Reading CSVs With Python's "csv" Module

In this video, you’ll learn how to read standard CSV files using Python’s built in csv module. There are two ways to read data from a CSV file using csv. The first method uses csv.Reader() and the second uses csv.DictReader().

csv.Reader() allows you to access CSV data using indexes and is ideal for simple CSV files. csv.DictReader() on the other hand is friendlier and easy to use, especially when working with large CSV files.
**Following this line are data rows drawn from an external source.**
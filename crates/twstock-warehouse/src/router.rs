//! Liveness-checked access to the single storage connection of a run.
//!
//! The router has two states. When connected, every access first runs a
//! cheap probe on the held connection; a failing probe closes the stale
//! handle (close errors are ignored), sleeps the fixed backoff and
//! reconnects. When disconnected, the first reconnect attempt is immediate.
//! Reconnect attempts repeat with the same fixed backoff until one succeeds
//! or the optional ceiling in [`RouterConfig`] is reached.

use std::thread;
use std::time::Duration;

use tracing::{debug, info, warn};

use crate::WarehouseError;

/// A connection that can prove it is still usable.
pub trait LiveConnection {
    /// Run a lightweight round trip against the store.
    fn probe(&self) -> Result<(), WarehouseError>;

    /// Release the connection.
    fn close(self) -> Result<(), WarehouseError>;
}

/// Creates fresh connections on demand.
pub trait ConnectionFactory {
    type Connection: LiveConnection;

    fn connect(&self) -> Result<Self::Connection, WarehouseError>;

    /// Human-readable target used in log events.
    fn describe(&self) -> String;
}

/// Reconnect policy.
#[derive(Debug, Clone, Copy, PartialEq, Eq)]
pub struct RouterConfig {
    /// Fixed wait after a failed probe and between failed reconnect attempts.
    pub backoff: Duration,
    /// Give up after this many consecutive failed reconnects. `None` retries forever.
    pub max_reconnect_attempts: Option<u32>,
}

impl Default for RouterConfig {
    fn default() -> Self {
        Self {
            backoff: Duration::from_secs(1),
            max_reconnect_attempts: None,
        }
    }
}

/// Observable router state.
#[derive(Debug, Clone, Copy, PartialEq, Eq)]
pub enum ConnectionState {
    Disconnected,
    Connected,
}

enum Slot<C> {
    Disconnected,
    Connected(C),
}

/// Owns the run's storage connection and hands it out after a liveness check.
pub struct ConnectionRouter<F: ConnectionFactory> {
    factory: F,
    config: RouterConfig,
    slot: Slot<F::Connection>,
}

impl<F: ConnectionFactory> ConnectionRouter<F> {
    /// Create a router in the disconnected state. No connection is opened until first use.
    pub fn new(factory: F, config: RouterConfig) -> Self {
        Self {
            factory,
            config,
            slot: Slot::Disconnected,
        }
    }

    pub fn state(&self) -> ConnectionState {
        match self.slot {
            Slot::Disconnected => ConnectionState::Disconnected,
            Slot::Connected(_) => ConnectionState::Connected,
        }
    }

    pub fn config(&self) -> RouterConfig {
        self.config
    }

    /// Return a connection that just passed the liveness probe.
    ///
    /// Blocks through reconnects. With no reconnect ceiling configured this only
    /// returns once a connection is live.
    pub fn connection(&mut self) -> Result<&F::Connection, WarehouseError> {
        self.ensure_live()?;
        match &self.slot {
            Slot::Connected(connection) => Ok(connection),
            Slot::Disconnected => Err(WarehouseError::ConnectionLost { attempts: 0 }),
        }
    }

    /// Close the held connection, if any.
    pub fn disconnect(&mut self) {
        if let Slot::Connected(connection) =
            std::mem::replace(&mut self.slot, Slot::Disconnected)
        {
            if let Err(error) = connection.close() {
                debug!(%error, "ignoring error while closing storage connection");
            }
        }
    }

    fn ensure_live(&mut self) -> Result<(), WarehouseError> {
        let mut attempts: u32 = 0;
        loop {
            match std::mem::replace(&mut self.slot, Slot::Disconnected) {
                Slot::Connected(connection) => match connection.probe() {
                    Ok(()) => {
                        self.slot = Slot::Connected(connection);
                        return Ok(());
                    }
                    Err(error) => {
                        warn!(
                            target_db = %self.factory.describe(),
                            %error,
                            "storage liveness probe failed; reconnecting"
                        );
                        if let Err(error) = connection.close() {
                            debug!(%error, "ignoring error while closing stale connection");
                        }
                        thread::sleep(self.config.backoff);
                    }
                },
                Slot::Disconnected => {
                    if let Some(max) = self.config.max_reconnect_attempts {
                        if attempts >= max {
                            return Err(WarehouseError::ConnectionLost { attempts });
                        }
                    }
                    if attempts > 0 {
                        thread::sleep(self.config.backoff);
                    }
                    attempts = attempts.saturating_add(1);

                    match self.factory.connect() {
                        Ok(connection) => {
                            info!(target_db = %self.factory.describe(), attempts, "storage connected");
                            self.slot = Slot::Connected(connection);
                        }
                        Err(error) => {
                            warn!(
                                target_db = %self.factory.describe(),
                                attempts,
                                %error,
                                "storage reconnect failed"
                            );
                        }
                    }
                }
            }
        }
    }
}

impl<F: ConnectionFactory> Drop for ConnectionRouter<F> {
    fn drop(&mut self) {
        self.disconnect();
    }
}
We’ll be using the following sample CSV file called employee_birthday.csv:

name,department,birthday month
John Smith,Accounting,November
Erica Meyers,IT,March

The following code samples show how to read CSV files using the two methods:

Using csv.Reader():

import csv

with open('employee_birthday.txt') as csv_file:
    csv_reader = csv.Reader(csv_file, delimiter=',')
    line_count = 0
    for row in csv_reader:
        print(f'\t{row[0]} works in the {row[1]} department, and was born in {row[3]}')

Using csv.DictReader():

import csv

with open('employee_birthday.txt') as csv_file:
    csv_reader = csv.DictReader(csv_file, delimiter=',')
    line_count = 0
    for row in csv_reader:
        print(f'\t{row["name"]} works in the {row["department"]} department, and was born in {row["month"]}')

Comments & Discussion

newoptionz on June 1, 2019

The code did not recognize the file in windows, I modified the path as follows

import csv
from pathlib import Path

data_folder1 = Path("C:/Users/Stephen/OneDrive/Documents/PythonCSV/")
data_folder1 = Path("C:\\Users\\Stephen\\OneDrive\\Documents\\PythonCSV\\")

file_to_open = data_folder1 / "employee_birthday.txt"

with open(file_to_open) as csv_file:

newoptionz on June 1, 2019

The magical powers of the . In the code above, the second data_folder1 had double \, not single ones as shown above.

josephjaewookim on June 15, 2019

It would be nice if you provided the actual CSV file…

Dan Bader RP Team on June 16, 2019

@josephjaewookim: You can find the CSV file by clicking on the “Supporting Material” button. But I’m also adding it to the description above, thanks for the heads up.